◆ **Task directions**
For the material below, return exactly the lines starting at the one holding "tiles, in cell order" and ending at the one holding "self.grid.verify_free_set()?;", counting both as part of the range.

◆ **Exercise materials**
//! Board: grid plus the tile arena and blocker registry
//!
//! Every occupancy change goes through here so that a tile's recorded cell,
//! the cell's tile slot and the free set always move together.

use serde::{Deserialize, Serialize};

use super::blocker::{BlockerHit, BlockerId, BlockerRegistry};
use super::grid::{CellId, CellPos, Grid};
use super::tile::{ColorType, Footprint, Tile, TileArena, TileId, TileKind};
use crate::SimError;

#[derive(Debug, Clone, Serialize, Deserialize)]
pub struct Board {
    pub grid: Grid,
    pub tiles: TileArena,
    pub blockers: BlockerRegistry,
}

impl Board {
    pub fn new(width: i32, height: i32) -> Self {
        Self {
            grid: Grid::new(width, height),
            tiles: TileArena::new(),
            blockers: BlockerRegistry::new(),
        }
    }

    pub fn width(&self) -> i32 {
        self.grid.width()
    }

    pub fn height(&self) -> i32 {
        self.grid.height()
    }

    pub fn tile(&self, id: TileId) -> Option<&Tile> {
        self.tiles.get(id)
    }

    /// Tile occupying the cell at `pos`
    pub fn tile_at(&self, pos: CellPos) -> Option<&Tile> {
        let id = self.grid.id_at(pos)?;
        self.grid.tile_at(id).and_then(|t| self.tiles.get(t))
    }

    /// Grid position of a live, placed tile
    pub fn tile_pos(&self, id: TileId) -> Option<CellPos> {
        self.tiles.get(id)?.cell.map(|c| self.grid.pos(c))
    }

    /// Spawn a new tile directly into a free cell
    pub fn spawn_tile(
        &mut self,
        cell: CellId,
        color: ColorType,
        kind: TileKind,
        score_value: u32,
    ) -> Result<TileId, SimError> {
        if !self.grid.cell(cell).is_available() {
            return Err(SimError::CellOccupied {
                pos: self.grid.pos(cell),
            });
        }
        let id = self.tiles.spawn(color, kind, score_value);
        self.place_tile(id, cell)?;
        Ok(id)
    }

    /// Spawn at a position (test and level-authoring helper)
    pub fn spawn_tile_at(
        &mut self,
        pos: CellPos,
        color: ColorType,
        kind: TileKind,
    ) -> Result<TileId, SimError> {
        let cell = self.grid.require(pos)?;
        self.spawn_tile(cell, color, kind, 0)
    }

    /// Put a detached tile into a free cell
    pub fn place_tile(&mut self, id: TileId, cell: CellId) -> Result<(), SimError> {
        self.grid.attach_tile(cell, id)?;
        if let Some(tile) = self.tiles.get_mut(id) {
            tile.cell = Some(cell);
        }
        Ok(())
    }

    /// Take the tile out of a cell, leaving it live but detached
    pub fn lift_tile(&mut self, cell: CellId) -> Option<TileId> {
        let id = self.grid.detach_tile(cell)?;
        if let Some(tile) = self.tiles.get_mut(id) {
            tile.cell = None;
        }
        Some(id)
    }

    /// Move a tile between cells in one step
    pub fn move_tile(&mut self, from: CellId, to: CellId) -> Result<TileId, SimError> {
        if !self.grid.cell(to).is_available() {
            return Err(SimError::CellOccupied {
                pos: self.grid.pos(to),
            });
        }
        let id = self.lift_tile(from).ok_or(SimError::InvalidConfig(format!(
            "no tile to move at ({}, {})",
            self.grid.pos(from).x,
            self.grid.pos(from).y
        )))?;
        self.place_tile(id, to)?;
        Ok(id)
    }

    /// Detach a tile and return it to the pool
    pub fn remove_tile(&mut self, id: TileId) -> Option<CellId> {
        let cell = self.tiles.get(id)?.cell;
        if let Some(cell) = cell {
            self.grid.detach_tile(cell);
        }
        self.tiles.release(id);
        cell
    }

    /// Put a blocker on a cell. Fails if one is already there.
    ///
    /// A tile already in the cell stays there, pinned until the blocker is destroyed.
    pub fn place_blocker(&mut self, cell: CellId, strength: u8) -> Result<BlockerId, SimError> {
        if self.grid.blocker_at(cell).is_some() {
            return Err(SimError::BlockerAlreadyPlaced {
                pos: self.grid.pos(cell),
            });
        }
        let id = self.blockers.insert(cell, strength);
        self.grid.attach_blocker(cell, id)?;
        Ok(id)
    }

    pub fn blocker_strength_at(&self, pos: CellPos) -> Option<u8> {
        let cell = self.grid.id_at(pos)?;
        let id = self.grid.blocker_at(cell)?;
        self.blockers.get(id).map(|b| b.strength())
    }

    /// Damage a blocker; at zero strength it leaves its cell
    pub fn damage_blocker(&mut self, id: BlockerId, amount: u8) -> Option<BlockerHit> {
        let blocker = self.blockers.get_mut(id)?;
        let strength = blocker.reduce_strength(amount);
        let cell = blocker.cell;
        let destroyed = strength == 0;
        if destroyed {
            self.blockers.remove(id);
            self.grid.detach_blocker(cell);
        }
        Some(BlockerHit {
            blocker: id,
            cell,
            strength,
            destroyed,
        })
    }

    /// Blockers one 4-neighbour step from `pos`, in cell order
    pub fn adjacent_blockers(&self, pos: CellPos) -> Vec<BlockerId> {
        let Some(cell) = self.grid.id_at(pos) else {
            return Vec::new();
        };
        let mut found: Vec<BlockerId> = self
            .grid
            .neighbors4(cell)
            .filter_map(|n| self.grid.blocker_at(n))
            .collect();
        found.sort();
        found
    }

    /// Blockers covered by a special tile's footprint
    pub fn blockers_in(&self, footprint: &Footprint) -> Vec<BlockerId> {
        self.blockers
            .iter()
            .filter(|b| footprint.contains(self.grid.pos(b.cell)))
            .map(|b| b.id)
            .collect()
    }

    /// A direct blast at `pos` knocks 1 strength off each 4-adjacent blocker
    pub fn handle_adjacent_blast(&mut self, pos: CellPos) -> Vec<BlockerHit> {
        self.adjacent_blockers(pos)
            .into_iter()
            .filter_map(|id| self.damage_blocker(id, 1))
            .collect()
    }

    /// Occupied cells holding tiles, in cell order
    pub fn occupied_cells(&self) -> impl Iterator<Item = (CellId, TileId)> + '_ {
        self.grid
            .cells()
            .filter_map(|(id, cell)| cell.tile().map(|t| (id, t)))
    }

    /// Tiles under a blocker neither move nor match
    pub fn is_pinned(&self, cell: CellId) -> bool {
        self.grid.blocker_at(cell).is_some()
    }

    /// Occupied cells whose tile is not pinned, in cell order
    pub fn playable_cells(&self) -> impl Iterator<Item = (CellId, TileId)> + '_ {
        self.occupied_cells().filter(|(cell, _)| !self.is_pinned(*cell))
    }

    /// Sorted multiset of tile colors on the board
    pub fn color_histogram(&self) -> Vec<ColorType> {
        let mut colors: Vec<ColorType> = self
            .occupied_cells()
            .filter_map(|(_, t)| self.tiles.get(t).map(|t| t.color))
            .collect();
        colors.sort_unstable();
        colors
    }

    /// Check free-set membership and tile/cell back-references
    pub fn verify(&self) -> Result<(), SimError> {
        self.grid.verify_free_set()?;
        for (cell, tile_id) in self.occupied_cells() {
            match self.tiles.get(tile_id) {
                Some(tile) if tile.cell == Some(cell) => {}
                _ => return Err(SimError::TileCellMismatch { tile: tile_id.0 }),
            }
        }
        for tile in self.tiles.iter() {
            if let Some(cell) = tile.cell {
                if self.grid.tile_at(cell) != Some(tile.id) {
                    return Err(SimError::TileCellMismatch { tile: tile.id.0 });
                }
            }
        }
        for blocker in self.blockers.iter() {
            if self.grid.blocker_at(blocker.cell) != Some(blocker.id) {
                return Err(SimError::FreeSetMismatch {
                    pos: self.grid.pos(blocker.cell),
                });
            }
        }
        Ok(())
    }
}

#[cfg(test)]
mod tests {
    use super::*;
    use glam::IVec2;

    #[test]
    fn test_move_tile_keeps_back_reference() {
        let mut board = Board::new(3, 3);
        let t = board.spawn_tile_at(IVec2::new(0, 2), 1, TileKind::Regular).unwrap();
        let from = board.grid.id_at(IVec2::new(0, 2)).unwrap();
        let to = board.grid.id_at(IVec2::new(0, 0)).unwrap();

        board.move_tile(from, to).unwrap();
        assert_eq!(board.tile_pos(t), Some(IVec2::new(0, 0)));
        assert!(board.grid.is_free(from));
        assert!(board.verify().is_ok());
    }

    #[test]
    fn test_remove_tile_frees_cell() {
        let mut board = Board::new(2, 2);
        let t = board.spawn_tile_at(IVec2::ZERO, 0, TileKind::Regular).unwrap();
        let cell = board.remove_tile(t).unwrap();
        assert!(board.grid.is_free(cell));
        assert!(board.tile(t).is_none());
        assert!(board.verify().is_ok());
    }

    #[test]
    fn test_place_blocker_twice_fails() {
        let mut board = Board::new(3, 3);
        let cell = board.grid.id_at(IVec2::new(1, 1)).unwrap();
        board.place_blocker(cell, 2).unwrap();
        assert!(!board.grid.is_free(cell));
        assert!(matches!(
            board.place_blocker(cell, 1),
            Err(SimError::BlockerAlreadyPlaced { .. })
        ));
    }

    #[test]
    fn test_blocker_pins_existing_tile() {
        let mut board = Board::new(2, 2);
        let tile = board.spawn_tile_at(IVec2::ZERO, 4, TileKind::Regular).unwrap();
        let cell = board.grid.id_at(IVec2::ZERO).unwrap();

        let blocker = board.place_blocker(cell, 2).unwrap();
        assert!(board.is_pinned(cell));
        assert_eq!(board.grid.tile_at(cell), Some(tile));
        assert_eq!(board.playable_cells().count(), 0);
        assert!(board.verify().is_ok());

        board.damage_blocker(blocker, 2);
        // the slot still holds the tile, so the cell stays out of the free set
        assert!(!board.is_pinned(cell));
        assert!(!board.grid.is_free(cell));
        assert_eq!(board.playable_cells().count(), 1);
        assert!(board.verify().is_ok());
    }

    #[test]
    fn test_blocker_destroyed_after_three_adjacent_blasts() {
        let mut board = Board::new(3, 3);
        let cell = board.grid.id_at(IVec2::new(1, 1)).unwrap();
        board.place_blocker(cell, 3).unwrap();

        for expected in [2, 1] {
            let hits = board.handle_adjacent_blast(IVec2::new(1, 0));
            assert_eq!(hits.len(), 1);
            assert_eq!(hits[0].strength, expected);
            assert!(!board.grid.is_free(cell));
        }
        let hits = board.handle_adjacent_blast(IVec2::new(0, 1));
        assert!(hits[0].destroyed);
        assert!(board.grid.is_free(cell));
        assert!(board.blockers.is_empty());
        assert!(board.verify().is_ok());
    }

    #[test]
    fn test_diagonal_blast_does_not_damage() {
        let mut board = Board::new(3, 3);
        let cell = board.grid.id_at(IVec2::new(1, 1)).unwrap();
        board.place_blocker(cell, 1).unwrap();
        assert!(board.handle_adjacent_blast(IVec2::new(0, 0)).is_empty());
        assert_eq!(board.blocker_strength_at(IVec2::new(1, 1)), Some(1));
    }

    #[test]
    fn test_blockers_in_footprint() {
        let mut board = Board::new(5, 5);
        for pos in [IVec2::new(0, 2), IVec2::new(4, 2), IVec2::new(2, 4)] {
            let cell = board.grid.id_at(pos).unwrap();
            board.place_blocker(cell, 1).unwrap();
        }
        let row = TileKind::HorizontalClear.footprint(IVec2::new(2, 2)).unwrap();
        assert_eq!(board.blockers_in(&row).len(), 2);
        let col = TileKind::VerticalClear.footprint(IVec2::new(2, 2)).unwrap();
        assert_eq!(board.blockers_in(&col).len(), 1);
    }
}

◆ **Exercise result**
    /// Occupied cells holding tiles, in cell order
    pub fn occupied_cells(&self) -> impl Iterator<Item = (CellId, TileId)> + '_ {
        self.grid
            .cells()
            .filter_map(|(id, cell)| cell.tile().map(|t| (id, t)))
    }

    /// Tiles under a blocker neither move nor match
    pub fn is_pinned(&self, cell: CellId) -> bool {
        self.grid.blocker_at(cell).is_some()
    }

    /// Occupied cells whose tile is not pinned, in cell order
    pub fn playable_cells(&self) -> impl Iterator<Item = (CellId, TileId)> + '_ {
        self.occupied_cells().filter(|(cell, _)| !self.is_pinned(*cell))
    }

    /// Sorted multiset of tile colors on the board
    pub fn color_histogram(&self) -> Vec<ColorType> {
        let mut colors: Vec<ColorType> = self
            .occupied_cells()
            .filter_map(|(_, t)| self.tiles.get(t).map(|t| t.color))
            .collect();
        colors.sort_unstable();
        colors
    }

    /// Check free-set membership and tile/cell back-references
    pub fn verify(&self) -> Result<(), SimError> {
        self.grid.verify_free_set()?;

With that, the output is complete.